The locals were severely dischuffed with this turn of events and set about being beastly to our Colonel in what sounds more like the opening of an Agatha Christie story.
"A small minority have behaved with viciousness and in an abominable fashion", said the colonel, from his 30 room Regency mansion. 30 rooms! "I have had all the signs leading up to my property torn down".
I say, old chap, that is but one step away from anarchy. And it got worse. A small crowd had surrounded his wife's car, as it drove up to the house and rocked it around a bit. The absolute beasts! Then there had been the bomb hoaxes, threatening letters and "other undesirable things sent through the post to my wife", he said, hopefully while puffing on a pipe and wearing tweed. An "undesirable thing" might merely have been a member of the working class.
Malcolm Nixon of the Great Western Festival company, which had been created to put a festival on, said there was no way the festival could be stopped from taking place in Bishopsbourne. "We are on a private estate. We have done our homework, legally and in every way. The fact that people don't like it is unfortunate," he said, defiantly.
But despite this, a few days later, they gave up the fight and promised not to hold the festival with 20 miles of the village. The narrow minds had won. The G & T brigade got their way, as they all too often do in Britain. There would be no freaking in Kent.
Then halfway through April a new site was announced - it was a long way away from Kent - it was a farm near Bardney in Lincolnshire, a few miles east of Lincoln. Once again the locals were quick to gather up cash and hire a lawyer to try to stop the festival. Not so many retired colonels in Lincolnshire, though.
By this time the festival had taken on a political angle, with the Night Assemblies Bill before Parliament and the future of festivals in general becoming a civil liberties cause celebre. The two sides lined up and both found themselves with strange bed mates.
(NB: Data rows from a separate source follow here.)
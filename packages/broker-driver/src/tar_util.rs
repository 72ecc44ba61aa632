// ABOUTME: tar archive helpers for the Docker copy-in/copy-out surface
// ABOUTME: grounded on packages/sandbox's create_tar_archive/extract_tar_archive helpers

use std::io;
use tar::{Archive, Builder, Header};

use crate::types::DirEntry;

/// Builds a single-file tar archive in memory, suitable for
/// `upload_to_container`.
pub fn write_tar_entries(name: &str, bytes: &[u8]) -> io::Result<Vec<u8>> {
    let mut builder = Builder::new(Vec::new());
    let mut header = Header::new_gnu();
    header.set_size(bytes.len() as u64);
    header.set_mode(0o644);
    header.set_cksum();
    builder.append_data(&mut header, name, bytes)?;
    builder.into_inner()
}

/// Reads the bytes of the first regular file entry out of a tar archive
/// downloaded from a container. Returns `None` if the archive contains no
/// regular file (the path didn't exist).
pub fn read_bytes_as_tar(tar_bytes: &[u8]) -> io::Result<Option<Vec<u8>>> {
    let mut archive = Archive::new(tar_bytes);
    for entry in archive.entries()? {
        let mut entry = entry?;
        if entry.header().entry_type().is_file() {
            let mut buf = Vec::new();
            io::Read::read_to_end(&mut entry, &mut buf)?;
            return Ok(Some(buf));
        }
    }
    Ok(None)
}

/// Lists the immediate file/dir entries in a tar archive downloaded from a
/// container directory.
pub fn list_tar_entries(tar_bytes: &[u8]) -> io::Result<Vec<DirEntry>> {
    let mut archive = Archive::new(tar_bytes);
    let mut entries = Vec::new();
    for entry in archive.entries()? {
        let entry = entry?;
        let header = entry.header();
        let path = entry.path()?.to_string_lossy().into_owned();
        let name = path
            .trim_end_matches('/')
            .rsplit('/')
            .next()
            .unwrap_or(&path)
            .to_string();
        if name.is_empty() {
            continue;
        }
        entries.push(DirEntry {
            name,
            size: header.size().unwrap_or(0),
            mtime: header.mtime().unwrap_or(0) as i64,
        });
    }
    Ok(entries)
}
On the one hand were Lord Harlech , former British Ambassador in Washington and a shareholder in Great Western Festivals along with Stanley Baker, the actor, film producer, Mike Deeley, financier Chris Levin and Russell Taylor, another financier whose connections included De Vere Hotels and Restaurants and the Hambros merchant banking organization. On the other side were local landowners with pitch forks, the town councils of nearby villages and the more radical members of the underground who saw in Lord Harlech's consortium, all the ingredients of a typical bread head, festival rip off.
The solution was a compromise. The festival could be held, said the court, but if it was done In such a manner as to cause a nuisance, then the promoters would face hefty fines and possibly jail sentences. The Vicar of Bardney agreed to hold a bond of £10,000 to pay for any damages caused by hooligans - yeah, because a vicar would never be in any way corrupt, would he? The church being famous for being full of pure, honest types. Pffft.
So what did they do to stop any nuisance being caused? They built a 7000 yard corrugated metal fence with searchlights on top! Yeah, that's right. Sounds more like a concentration camp. What did they think was going to happen? Who did they think would attend this, some sort of weird anarchists who would do what? Didn't they realise it would be their own sons and daughters who went? The fear was ridiculous.
But it didn't stop there. A 300 strong security force led by ex-Scotland Yard Det Supt Raymond Dagg was employed and in addition, the Lincolnshire police force made available 700 men, some of them being billeted at nearby air force and army camps. It sounds like they thought they'd have to deal with an army of goths and vandals, rather than some scruffy hippies and students in army great coats.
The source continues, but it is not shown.